I recently posted on my experience with using a few Python examples of retrieval augmented generation (RAG) with an LLM (OpenAI API). They were underwhelming, though they did provide a lot of insight for me. This post is about my next experiment: let’s get AI tools to generate examples for me. The results were mixed but not for reasons you might think. Here’s what I found using ChatGPT, Microsoft Copilot and Cursor.

Note: you can find the generated code in my LLM_Generated_RAG Github repo. I will likely add to this repo as I try new prompts, LLMs, and approaches.

ChatGPT 4o

Let’s start with the most well-known, ChatGPT. I used a simple prompt to see what it would do. I didn’t provide prompts for different parts of the code. It should not be very extensive code so I didn’t feel the need to divide it into separate prompts. If you want to see my very elementary prompt pull up the ChatGPT related file in the repo.

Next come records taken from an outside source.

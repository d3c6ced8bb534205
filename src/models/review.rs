use chrono::{DateTime, Utc};
use serde::{Deserialize, Serialize};
use uuid::Uuid;

#[derive(Debug, Clone, Serialize, Deserialize, sqlx::FromRow)]
pub struct Review {
    pub id: Uuid,
    pub provider_id: Uuid,
    pub customer_id: Uuid,
    pub job_id: Uuid,
    pub rating: i32,
    pub comment: String,
    pub created_at: DateTime<Utc>,
}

The first thing I noticed is that it was using PyPDF2 which was deprecated in Decemeber of 2022. Not surprising as, almost certainly, a lot of what the model was trained on used PyPDF2. It actually created well-structured code with functions for the different discrete operations. What I realized later, due to the output of the Cursor tool, is that it created a more granular set of code than it had to. This is exactly what I was looking for but didn’t specify in the prompt. What do I mean? It did the following:

  • read the PDF and extracted the text
  • split the document into chunks
  • created embeddings for the chunks using the OpenAI text-embedding-ada-002
  • created an embedding for the query
  • searched the chunks using faiss
  • generated a response using the query and the chunk(s) as context

This is what I wanted. Turns out there was a very different way to interpret the prompt.

The downside. The code didn’t run out the box. Also, I believe it only used one chunk for the context to send along with the query. I have to investigate the code more closely to be sure on that single chunk thing. The embedding search chunk function I need to investigate more to understand it. I didn’t try to make the code run for now as that was not part of the experiment. I expect I will try to modify it soon to function. I’ll report back the results.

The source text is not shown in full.